Hearing Panel of the Central Regional Council:
- Paul M. Moore, QC, Chair
- Kenneth P. Mann, Industry Representative
Thomas Ng, Enforcement Counsel for the Mutual Fund Dealers Association of Canada
Gerald Raymond Letourneau, Respondent, in person
- The Hearing Panel accepted the settlement agreement dated August 27, 2018 (“Settlement Agreement”) between the staff of the MFDA and Gerald Raymond Letourneau (“Respondent”). A copy of the Settlement Agreement is attached to these Reasons as Appendix “A”. The agreed facts are set out in Section III of the settlement Agreement.
- The Respondent admitted that:
- between January 2011 and February 2017, he obtained, possessed, and in some instances, used to process transactions, 68 pre-signed account forms in respect of 38 clients, contrary to MFDA Rule 2.1.1; and
- between January 2011 and February 2017, he falsified 10 account forms in respect of 10 clients by altering information on the account forms without having the clients initial the alterations, contrary to MFDA Rule 2.1.1.
- The agreed penalties were: i) a fine of $16,000; and ii) a costs award of $2,500.
- See also paragraph 7 of these reasons.
- The Hearing Panel determined that it had to be satisfied regarding three considerations before it could accept the Settlement Agreement. First, the agreed penalty had to be within an acceptable range taking into account similar cases. Secondly, the agreed penalty had to be fair and reasonable (i.e. proportional to the seriousness of the contravention and taking into consideration other relevant circumstances) and should appear to be so to members of the public and industry. Thirdly, the agreed penalty should serve as a deterrent to the Respondent and to industry. To be satisfied on these three considerations required an understanding of the particular facts of the case, the circumstances of the Respondent, and the impact on the Respondent of the agreed penalty.
Nature of the Misconduct
- Obtaining, possessing, and using pre-signed account forms and altering account forms without having the clients initial the alterations are conduct contrary to the referenced rule.

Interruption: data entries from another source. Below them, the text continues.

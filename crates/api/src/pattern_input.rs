// Copyright (C) 2026 Fred Clausen
// Use of this source code is governed by an MIT-style
// license that can be found in the LICENSE file or at
// https://opensource.org/licenses/MIT.

//! Decoding of pattern editor payloads.

use shiftboard_domain::{DomainError, Pattern, PatternInput};
use thiserror::Error;

/// Reasons an editor payload cannot become a pattern.
#[derive(Debug, Clone, Error, PartialEq, Eq)]
pub enum PatternInputError {
    #[error("pattern payload is empty")]
    Empty,
    #[error("pattern payload is not valid JSON: {0}")]
    Malformed(String),
    #[error(transparent)]
    Invalid(#[from] DomainError),
}

/// Decodes `{swatches, noShiftDays}` JSON.
///
/// # Errors
///
/// Returns an error if the text is blank or not a pattern object.
pub fn decode_pattern_json(json: &str) -> Result<PatternInput, PatternInputError> {
    if json.trim().is_empty() {
        return Err(PatternInputError::Empty);
    }
    serde_json::from_str(json).map_err(|e| PatternInputError::Malformed(e.to_string()))
}

/// Validates editor input into a canonical pattern.
///
/// # Errors
///
/// Returns an error if any swatch, day or colour is invalid.
pub fn validate_pattern_input(input: &PatternInput) -> Result<Pattern, PatternInputError> {
    Ok(Pattern::from_input(input)?)
}
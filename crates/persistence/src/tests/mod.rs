// Copyright (C) 2026 Fred Clausen
// Use of this source code is governed by an MIT-style
// license that can be found in the LICENSE file or at
// https://opensource.org/licenses/MIT.

#![allow(clippy::expect_used, clippy::unwrap_used)]

mod initialization_tests;
mod pattern_tests;
mod shift_tests;

use shiftboard::ShiftRecord;
use shiftboard_domain::{
    Pattern, PatternId, PatternInput, ScheduleId, ScheduleRole, SwatchInput, UserOid,
};
use time::{Date, Month};

use crate::{NewShift, Persistence, PatternWrite};

pub const MANAGER: &str = "manager-oid";

pub fn date(year: i32, month: Month, day: u8) -> Date {
    Date::from_calendar_date(year, month, day).expect("Valid test date")
}

/// The fixed "today" used by timeline tests.
pub fn today() -> Date {
    date(2026, Month::March, 15)
}

pub fn oid(value: &str) -> UserOid {
    UserOid::new(value).expect("Valid test user")
}

/// A fresh store with one schedule managed by [`MANAGER`].
pub fn create_test_schedule() -> (Persistence, ScheduleId) {
    let mut persistence: Persistence = Persistence::new_in_memory().unwrap();
    let schedule_id: ScheduleId = persistence.create_schedule("Operations").unwrap();
    persistence
        .upsert_member(
            schedule_id,
            &oid(MANAGER),
            Some("Morgan Manager"),
            ScheduleRole::Manager,
        )
        .unwrap();
    (persistence, schedule_id)
}

/// One swatch working days 1-4 and 9-12: four on, four off.
pub fn four_on_four_off(name: &str) -> PatternWrite {
    let input: PatternInput = PatternInput {
        swatches: vec![SwatchInput {
            swatch_index: 0,
            color: String::from("#ff0000"),
            on_days: vec![1, 2, 3, 4, 9, 10, 11, 12],
        }],
        no_shift_days: Vec::new(),
    };
    PatternWrite {
        name: String::from(name),
        summary: String::from("1 shift - 4 on / 4 off"),
        pattern: Pattern::from_input(&input).unwrap(),
    }
}

pub fn create_test_pattern(
    persistence: &mut Persistence,
    schedule_id: ScheduleId,
    name: &str,
) -> PatternId {
    persistence
        .create_pattern(schedule_id, &four_on_four_off(name), Some(MANAGER))
        .unwrap()
}

pub fn create_test_shift(
    persistence: &mut Persistence,
    schedule_id: ScheduleId,
    name: &str,
    pattern_id: Option<PatternId>,
    start_date: Date,
) -> ShiftRecord {
    let new_shift: NewShift = NewShift {
        name: String::from(name),
        pattern_id,
        start_date,
        display_order: None,
    };
    persistence
        .create_shift(schedule_id, &new_shift, Some(MANAGER))
        .unwrap()
}

/// Adds an active member with the given role.
pub fn add_member(
    persistence: &mut Persistence,
    schedule_id: ScheduleId,
    user: &str,
    display_name: &str,
    role: ScheduleRole,
) -> UserOid {
    let user_oid: UserOid = oid(user);
    persistence
        .upsert_member(schedule_id, &user_oid, Some(display_name), role)
        .unwrap();
    user_oid
}
// Copyright (C) 2026 Fred Clausen
// Use of this source code is governed by an MIT-style
// license that can be found in the LICENSE file or at
// https://opensource.org/licenses/MIT.

//! Domain types and pure rules for shiftboard.
//!
//! This crate owns the rotation pattern engine (parsing, run detection,
//! prediction and projection), event visual composition, display ordering
//! and input validation. Nothing here performs I/O.

#![deny(
    clippy::pedantic,
    clippy::cargo,
    clippy::nursery,
    clippy::style,
    clippy::correctness,
    clippy::all,
    clippy::suspicious,
    clippy::complexity,
    clippy::perf,
    clippy::unwrap_used,
    clippy::expect_used
)]

mod error;
mod event_visuals;
mod ordering;
mod pattern;
mod prediction;
mod projection;
mod roles;
mod summary;
mod types;
mod validation;

#[cfg(test)]
mod tests;

pub use error::DomainError;
pub use event_visuals::{
    CellContext, CellEventVisuals, DisplayMode, EventScope, EventScopeType, OVERLAY_ALPHA,
    ScheduleEvent, linear_gradient, resolve_cell_event_visuals, to_rgba,
};
pub use ordering::{
    OrderedEntry, changed_entries, plan_insert, plan_move, renormalize, resolve_insert_position,
    resolve_move_position,
};
pub use pattern::{
    NoneSwatchPayload, Pattern, PatternInput, PatternPayload, StoredPattern, Swatch, SwatchInput,
};
pub use prediction::{DayRun, Prediction, find_runs, predict};
pub use projection::{ResolvedPattern, color_for_pattern_day};
pub use roles::ScheduleRole;
pub use summary::{
    CONFLICTING_SCHEDULES, has_prediction_conflict, summarize_pattern, summarize_resolved,
};
pub use types::{
    CoverageCodeId, EmployeeTypeId, EventId, HexColor, MAX_SWATCHES, PATTERN_CYCLE_DAYS,
    PatternId, ScheduleId, StoreCapabilities, UserOid,
};
pub use validation::{
    COMMENTS_MAX, EVENT_CODE_MAX, EventCodeError, LABEL_MAX, MAX_YEAR, MIN_YEAR, MonthRange,
    PATTERN_NAME_MAX, SHIFT_NAME_MAX, add_days, clean_optional_text, day_number, format_date,
    normalize_event_code, parse_date, validate_date_range, validate_month, validate_name,
};
// Copyright (C) 2026 Fred Clausen
// Use of this source code is governed by an MIT-style
// license that can be found in the LICENSE file or at
// https://opensource.org/licenses/MIT.

//! API handler functions for state-changing and read-only operations.
//!
//! Every handler resolves the caller's role first, validates the request
//! into domain values, then delegates to persistence. No handler writes
//! anything when validation fails.

use std::collections::BTreeMap;

use shiftboard::{
    AssignmentRecord, AssignmentVersion, MonthEmployee, MonthGroup, MonthInputs, MonthView,
    PATTERN_ACTIVE_IN_USE, PatternUsage, RemovalDecision, RemovalMode, ShiftRecord, ShiftVersion,
    build_month_view,
};
use shiftboard_domain::{
    COMMENTS_MAX, CoverageCodeId, DisplayMode, DomainError, EmployeeTypeId, EventId, EventScope,
    EventScopeType, HexColor, LABEL_MAX, MonthRange, PATTERN_CYCLE_DAYS, PATTERN_NAME_MAX, Pattern,
    PatternId, ResolvedPattern, SHIFT_NAME_MAX, ScheduleEvent, ScheduleId, ScheduleRole,
    StoreCapabilities, UserOid, clean_optional_text, format_date, has_prediction_conflict,
    normalize_event_code, parse_date, summarize_pattern, summarize_resolved, validate_date_range,
    validate_month, validate_name,
};
use shiftboard_persistence::{
    AssignmentChange, CoverageCodeData, CoverageCodeWrite, CustomEventStyle, EventData,
    EventWrite, MemberData, NewShift, PatternData, PatternWrite, Persistence, ShiftChange,
};
use time::Date;

use crate::auth::{AuthorizationService, AuthorizedCaller, Caller};
use crate::capabilities::compute_schedule_capabilities;
use crate::error::{ApiError, translate_domain_error, translate_persistence_error};
use crate::pattern_input::validate_pattern_input;
use crate::request_response::{
    AssignmentInfo, CoverageCodeInfo, CoverageCodeRequest, CreateShiftRequest,
    DeletePatternRequest, DeletePatternResponse, EventInfo, EventRequest, ListAssignmentsRequest,
    ListAssignmentsResponse, ListCoverageCodesResponse, ListEventsRequest, ListEventsResponse,
    ListMembersResponse, ListPatternsResponse,
    ListShiftVersionsResponse, ListShiftsResponse, MemberInfo, MonthEmployeeInfo, MonthEventInfo,
    MonthGroupInfo, MonthRequest, MonthResponse, PatternInfo, PatternRequest, PredictionInfo,
    PreviewPatternRequest, PreviewPatternResponse, ScheduleCapabilities, ShiftInfo,
    RemoveMemberRequest, ShiftVersionInfo, SwatchPreview, UpdateMemberRequest, UpdateShiftRequest,
    UpsertAssignmentRequest, UpsertAssignmentResponse, UpsertMemberRequest,
};

// ============================================================================
// Conversion helpers
// ============================================================================

fn date_string(date: Date) -> Result<String, ApiError> {
    format_date(date).map_err(translate_domain_error)
}

fn optional_date_string(date: Option<Date>) -> Result<Option<String>, ApiError> {
    date.map(date_string).transpose()
}

/// Parses a request date, reporting failures against the request field.
fn parse_date_field(field: &str, value: &str) -> Result<Date, ApiError> {
    parse_date(value).map_err(|e| ApiError::InvalidInput {
        field: field.to_string(),
        message: e.to_string(),
    })
}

Other considerations in determining acceptability of agreed penalties
- The was no evidence that the Respondent received any financial benefit from engaging in the misconduct beyond any commissions and fees that he would normally be entitled to receive if the transactions had been carried out in the proper manner.
- There was no evidence of client loss or lack of client authorization.
- The Respondent has not previously been subject to MFDA disciplinary proceedings.
- By entering into the Settlement Agreement, the Respondent has accepted responsibility for his misconduct and avoided the necessity of the MFDA incurring the time and expense of conducting a full disciplinary hearing.
- The agreed penalties are within the recommendations of the MFDA penalty guidelines and the reasonable range of appropriateness with regard to MFDA decisions submitted to us by staff and Respondent’s counsel, made by MFDA Hearing Panels in similar circumstances. They are fair and reasonable and will serve as a specific and general deterrent.
- The costs award is reasonable.
- We concluded that the Settlement Agreement was in the public interest and, consequently, we accepted it.